The latest note to investors from Anthony Codling suggests that the UK housing market is in an unusual bind because on the one hand there is a relative shortage of stock to sell, but on the other hand the usual ‘counter-cyclical’ movement of rents upwards is not taking place.
“Rightmove's model remains robust, but while its customers are in pain we suspect that it may choose to rub ointment rather than salt into their wounds” says Codling.
“We suspect that Rightmove may go easy on the ARPA [average revenue per account] increases over the next couple of years. While on the one hand it believes that by charging its customers more, it saves them money (by delivering efficiency gains), there is a balance to be struck” Codling continues.
“The theme of Rightmove's full year 2016 results was that they've only just begun, but it certainly doesn't want to bite the hand that feeds it so hard that the agent prematurely has their own last meal. ... [Rightmove] has its cake and enjoys eating it, but it may well benefit from saving some of its cake.”
Codling predicts that having made record profits in 2016, the portal may well decide this is not the time to pile additional financial pressure on agents.

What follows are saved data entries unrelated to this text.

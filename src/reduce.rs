// SPDX-FileCopyrightText: 2025 Matthew Milner <matterhorn103@proton.me>
// SPDX-License-Identifier: MIT

use crate::{Measurement, storage::Storage};

/// Sums every element of a measurement, treating NaN as missing data.
///
/// NaN values are skipped in the sum of values. Uncertainties are combined in
/// quadrature over the finite entries only, so an element with a finite value
/// but a non-finite uncertainty still contributes its value.
/// An infinite value is not skipped and makes the sum infinite.
///
/// Returns a scalar measurement; the sum of an empty array is `0 ± 0`.
pub fn nansum<T: Storage>(m: &Measurement<T>) -> Measurement<f64> {
    let (value, skipped) = m.value.fold((0.0, 0_usize), |(sum, skipped), v| {
        if v.is_nan() {
            (sum, skipped + 1)
        } else {
            (sum + v, skipped)
        }
    });
    let (squares, excluded) = m.uncertainty.fold((0.0, 0_usize), |(acc, excluded), u| {
        if u.is_finite() {
            (acc + u * u, excluded)
        } else {
            (acc, excluded + 1)
        }
    });
    if skipped > 0 || excluded > 0 {
        log::debug!(
            "nansum over {} elements skipped {skipped} NaN values and {excluded} non-finite uncertainties",
            m.len()
        );
    }
    Measurement::from_parts((value, squares.sqrt()))
}

impl<T: Storage> Measurement<T> {
    /// See [`nansum`].
    pub fn nansum(&self) -> Measurement<f64> {
        nansum(self)
    }
}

He says bad news comes in threes and right now agents are “having a torrid time” with transactions subdued thanks to Brexit worries, stamp duty issues and what Codling refers to as “unrealistic price expectation woes.”
As a consequence, he says one thing may happen: “Florence Rightmove-gale to the rescue."
Jefferies has given its investor clients a ‘hold’ status for Rightmove shares, although it has slightly lowered its expectations for the shares’ price target.